### Task prompt
Using the listing below, report each line holding the string "after".

Content starts

//! Backend data model as seen by a frame.
//!
//! Field names follow the backend's JSON. Optional fields default so that
//! older backends deserialize cleanly.

use serde::{Deserialize, Serialize};

/// A signed-in user, or the author stub attached to a comment.
#[derive(Debug, Clone, PartialEq, Eq, Default, Serialize, Deserialize)]
pub struct User {
    pub id: String,
    #[serde(default, skip_serializing_if = "Option::is_none")]
    pub name: Option<String>,
    #[serde(default, skip_serializing_if = "Option::is_none")]
    pub picture: Option<String>,
    #[serde(default)]
    pub admin: bool,
    #[serde(default)]
    pub verified: bool,
    #[serde(default)]
    pub block: bool,
}

impl User {
    #[must_use]
    pub fn new(id: impl Into<String>) -> Self {
        Self {
            id: id.into(),
            ..Self::default()
        }
    }

    /// Display name, falling back to the id.
    #[must_use]
    pub fn display_name(&self) -> &str {
        self.name.as_deref().unwrap_or(&self.id)
    }
}

/// A value outside `-1..=1` was offered as a vote.
#[derive(Debug, Clone, Copy, PartialEq, Eq, thiserror::Error)]
#[error("vote value {0} is outside -1..=1")]
pub struct InvalidVoteValue(pub i64);

/// The viewer's own prior vote on a comment.
#[derive(Debug, Clone, Copy, PartialEq, Eq, Hash, Default, Serialize, Deserialize)]
#[serde(try_from = "i64", into = "i64")]
pub enum VoteValue {
    Down,
    #[default]
    None,
    Up,
}

impl VoteValue {
    #[must_use]
    pub const fn as_i8(self) -> i8 {
        match self {
            Self::Down => -1,
            Self::None => 0,
            Self::Up => 1,
        }
    }

    /// The vote after a successful request in `direction`.
    ///
    /// Voting against an active vote retracts it to `None`.
    #[must_use]
    pub const fn after(self, direction: VoteDirection) -> Self {
        match (self, direction) {
            (Self::Down, VoteDirection::Up) | (Self::Up, VoteDirection::Down) => Self::None,
            (_, VoteDirection::Up) => Self::Up,
            (_, VoteDirection::Down) => Self::Down,
        }
    }

    /// Whether this vote already points in `direction`.
    #[must_use]
    pub const fn points(self, direction: VoteDirection) -> bool {
        matches!(
            (self, direction),
            (Self::Up, VoteDirection::Up) | (Self::Down, VoteDirection::Down)
        )
    }
}

impl TryFrom<i64> for VoteValue {
    type Error = InvalidVoteValue;

    fn try_from(value: i64) -> Result<Self, Self::Error> {
        match value {
            -1 => Ok(Self::Down),
            0 => Ok(Self::None),
            1 => Ok(Self::Up),
            other => Err(InvalidVoteValue(other)),
        }
    }
}

impl From<VoteValue> for i64 {
    fn from(value: VoteValue) -> Self {
        i64::from(value.as_i8())
    }
}

/// Direction the viewer asks to vote in.
#[derive(Debug, Clone, Copy, PartialEq, Eq, Hash)]
pub enum VoteDirection {
    Up,
    Down,
}

impl VoteDirection {
    pub const BOTH: [Self; 2] = [Self::Up, Self::Down];

    #[must_use]
    pub const fn as_i8(self) -> i8 {
        match self {
            Self::Up => 1,
            Self::Down => -1,
        }
    }

    #[must_use]
    pub const fn from_i8(value: i8) -> Option<Self> {
        match value {
            1 => Some(Self::Up),
            -1 => Some(Self::Down),
            _ => None,
        }
    }

    #[must_use]
    pub const fn opposite(self) -> Self {
        match self {
            Self::Up => Self::Down,
            Self::Down => Self::Up,
        }
    }
}

/// Where a comment lives.
#[derive(Debug, Clone, PartialEq, Eq, Default, Serialize, Deserialize)]
pub struct Locator {
    pub url: String,
    pub site: String,
}

#[derive(Debug, Clone, PartialEq, Eq, Serialize, Deserialize)]
pub struct Comment {
    pub id: String,
    /// Parent comment id; empty for top-level comments.
    #[serde(default)]
    pub pid: String,
    #[serde(default)]
    pub text: String,
    pub user: User,
    pub locator: Locator,
    #[serde(default)]
    pub vote: VoteValue,
    #[serde(default)]
    pub score: i64,
    #[serde(default)]
    pub delete: bool,
    #[serde(default)]
    pub pin: bool,
    #[serde(default, skip_serializing_if = "Option::is_none")]
    pub time: Option<String>,
}

impl Comment {
    #[must_use]
    pub fn is_authored_by(&self, user: &User) -> bool {
        self.user.id == user.id
    }
}

/// Snapshot of the post a thread belongs to.
#[derive(Debug, Clone, PartialEq, Eq, Default, Serialize, Deserialize)]
pub struct PostInfo {
    #[serde(default)]
    pub read_only: bool,
    #[serde(default, skip_serializing_if = "Option::is_none")]
    pub url: Option<String>,
    #[serde(default)]
    pub count: u64,
    #[serde(default, skip_serializing_if = "Option::is_none")]
    pub first_time: Option<String>,
    #[serde(default, skip_serializing_if = "Option::is_none")]
    pub last_time: Option<String>,
}

/// The authoring context a comment is rendered in.
#[derive(Debug, Clone, Copy, PartialEq, Eq, Hash, Default, Serialize, Deserialize)]
#[serde(rename_all = "lowercase")]
pub enum ViewKind {
    /// The post's own comment thread.
    #[default]
    Main,
    /// The pinned-comments strip above the thread.
    Pinned,
    /// The user-info popover listing someone's last comments.
    User,
    /// The preview of a comment being written.
    Preview,
}

impl ViewKind {
    /// Whether this view sits on the post's page.
    #[must_use]
    pub const fn is_post_page(self) -> bool {
        matches!(self, Self::Main | Self::Pinned)
    }
}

Content ends

### Answer
    /// The vote after a successful request in `direction`.
    pub const fn after(self, direction: VoteDirection) -> Self {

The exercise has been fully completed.